I’ve decided to move thecplrblog to here, under the bruteforcelawyer site, because typepad has been absolutely terrible for me for quite some time now. Some things might be moved around since I’m not sure whether I want to run more than one blog on this site. So, you might have to take an extra step to click on the CPLR stuff at some point.
W. Rogowski Farm, LLC v County of Orange, 2019 NY Slip Op 01815 [2d Dept. 2019]
[W]e hold that service of the order or judgment with written notice of entry by any party upon the other parties to the action operates to commence the 30-day time to appeal with respect to not only the serving party, but all the parties in the action.

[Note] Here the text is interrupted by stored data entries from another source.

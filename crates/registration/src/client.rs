//! One register/renew exchange with the fleet operator.
//!
//! # Protocol Flow
//!
//! 1. Classify the current identity: bootstrap mints a new key, device renews
//!    with the current one
//! 2. Collect hardware facts
//! 3. Wrap `{Hardware, CertificateRequest}` in a registration envelope
//! 4. Send under a fixed 1 second deadline
//! 5. Parse the outer response envelope
//! 6. Reject status codes of 300 and above
//! 7. Extract `certificate` from the inner message content
//! 8. Persist certificate and key as one unit
//! 9. Mark the device registered
//!
//! Any failure before step 8 leaves the registered flag and the files on disk
//! untouched.

use std::sync::Arc;
use std::time::Duration;

use tokio::sync::{watch, Mutex, MutexGuard};

use crate::cert_store::{CertificateSigningRequest, CertificateStore, IdentityRole};
use crate::collaborators::{HardwareSource, Transport};
use crate::error::{RegistrationError, RegistrationResult};
use crate::protocol::{RegistrationRequest, ResponseEnvelope};
use crate::state::SharedState;

/// Deadline for a single request to the operator.
pub const REQUEST_TIMEOUT: Duration = Duration::from_secs(1);

/// Performs single registration attempts for one device.
pub struct RegistrationClient {
    device_id: String,
    store: CertificateStore,
    transport: Arc<dyn Transport>,
    hardware: Arc<dyn HardwareSource>,
    state: SharedState,
    /// Serializes attempts
    in_flight: Mutex<()>,
}

impl RegistrationClient {
    pub fn new(
        device_id: impl Into<String>,
        store: CertificateStore,
        transport: Arc<dyn Transport>,
        hardware: Arc<dyn HardwareSource>,
        state: SharedState,
    ) -> Self {
        Self {
            device_id: device_id.into(),
            store,
            transport,
            hardware,
            state,
            in_flight: Mutex::new(()),
        }
    }

    pub fn device_id(&self) -> &str {
        &self.device_id
    }

    pub fn store(&self) -> &CertificateStore {
        &self.store
    }

    pub fn state(&self) -> &SharedState {
        &self.state
    }

    /// Run one complete register/renew attempt.
    pub async fn register_once(&self) -> RegistrationResult<()> {
        let _attempt = self.in_flight.lock().await;
        self.attempt().await
    }

    /// Like [`register_once`](Self::register_once), but gives up with
    /// [`RegistrationError::Cancelled`] if `cancel` is set by the time this
    /// attempt gets its turn.
    pub async fn register_unless_cancelled(
        &self,
        cancel: &watch::Receiver<bool>,
    ) -> RegistrationResult<()> {
        let _attempt = self.in_flight.lock().await;
        if *cancel.borrow() {
            return Err(RegistrationError::Cancelled);
        }
        self.attempt().await
    }

    /// Wait for the attempt in flight, if any, and hold off new ones until the
    /// guard is dropped.
    pub(crate) async fn idle(&self) -> MutexGuard<'_, ()> {
        self.in_flight.lock().await
    }

    async fn attempt(&self) -> RegistrationResult<()> {
        let signing_request = self.signing_request()?;

        let hardware = self
            .hardware
            .hardware_information()
            .map_err(|e| RegistrationError::Hardware(format!("{:#}", e)))?;

        let envelope = RegistrationRequest {
            hardware,
            certificate_request: signing_request.csr_pem.clone(),
        }
        .into_envelope()?;
        let message_id = envelope.message_id.clone();

        tracing::debug!(
            device_id = %self.device_id,
            message_id = %message_id,
            "Sending registration request"
        );

        let sent = tokio::time::timeout(REQUEST_TIMEOUT, self.transport.send(envelope)).await;
        let raw = match sent {
            Ok(Ok(raw)) => raw,
            Ok(Err(e)) => return Err(RegistrationError::Transport(format!("{:#}", e))),
            Err(_) => {
                return Err(RegistrationError::Transport(format!(
                    "no response within {:?}",
                    REQUEST_TIMEOUT
                )))
            }
        };

        let response = ResponseEnvelope::parse(&raw)?;
        if !response.is_success() {
            tracing::error!(
                device_id = %self.device_id,
                status_code = response.status_code,
                body = response.body_text(),
                "Operator rejected registration"
            );
            return Err(RegistrationError::Rejected {
                status_code: response.status_code,
                body: response.body_text().to_string(),
            });
        }

        let message = response.message()?;
        let certificate = message.certificate()?;

        self.store
            .write_certificate(certificate, &signing_request.key_pem)
            .map_err(|e| {
                tracing::error!(
                    device_id = %self.device_id,
                    error = %e,
                    "Failed to write certificate"
                );
                e
            })?;

        self.state.mark_registered();
        tracing::info!(
            device_id = %self.device_id,
            message_id = %message_id,
            "Device registered"
        );
        Ok(())
    }

    fn signing_request(&self) -> RegistrationResult<CertificateSigningRequest> {
        match self.store.role()? {
            IdentityRole::Bootstrap => self.store.create_device_identity(&self.device_id),
            IdentityRole::Device => {
                let key = self.store.current_key()?;
                self.store.renew(&self.device_id, &key)
            }
        }
    }
}
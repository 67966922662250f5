//! Ordered release of collaborators when the device unregisters.

use std::sync::Arc;

use crate::collaborators::Deregistrable;
use crate::error::{DeregistrationError, DeregistrationFailure};
use crate::state::SharedState;

/// Append-only list of collaborators to deregister, in registration order.
pub struct DeregistrationRegistry {
    handles: Vec<Arc<dyn Deregistrable>>,
    state: SharedState,
}

impl DeregistrationRegistry {
    pub fn new(state: SharedState) -> Self {
        Self {
            handles: Vec::new(),
            state,
        }
    }

    /// Queue collaborators for deregistration. Setup-time only.
    pub fn deregister_later<I>(&mut self, handles: I)
    where
        I: IntoIterator<Item = Arc<dyn Deregistrable>>,
    {
        self.handles.extend(handles);
    }

    pub fn len(&self) -> usize {
        self.handles.len()
    }

    pub fn is_empty(&self) -> bool {
        self.handles.is_empty()
    }

    /// Deregister every collaborator, continuing past failures.
    ///
    /// The device is marked unregistered whatever the outcome.
    pub fn deregister(&self) -> Result<(), DeregistrationError> {
        let mut failures = Vec::new();

        for handle in &self.handles {
            match handle.deregister() {
                Ok(()) => tracing::debug!(handle = %handle, "Deregistered"),
                Err(e) => {
                    tracing::error!(handle = %handle, error = %e, "Failed to deregister");
                    failures.push(DeregistrationFailure {
                        handle: handle.to_string(),
                        reason: format!("{:#}", e),
                    });
                }
            }
        }

        self.state.mark_deregistered();
        tracing::info!(
            handles = self.handles.len(),
            failed = failures.len(),
            "Device deregistered"
        );

        if failures.is_empty() {
            Ok(())
        } else {
            Err(DeregistrationError::new(failures))
        }
    }
}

[T]he language of CPLR 5513(a) as to who serves notice of entry is not limited to the “prevailing party,” or to “the appealing party,” or to “the party seeking to limit an adversary’s appellate time.” Rather, “a” party, which is unrestricted, necessarily refers to “any” party to an action. As a result, the service of an order or judgment with written notice of entry commences the 30-day time to appeal as to not only the party performing the service, but as to all other parties as well.
The plaintiffs argue that the County’s motion to dismiss the complaint insofar as asserted against it is untimely, as the motion was not filed until after the parties’ briefs had been fully submitted, and that the issue is otherwise waived.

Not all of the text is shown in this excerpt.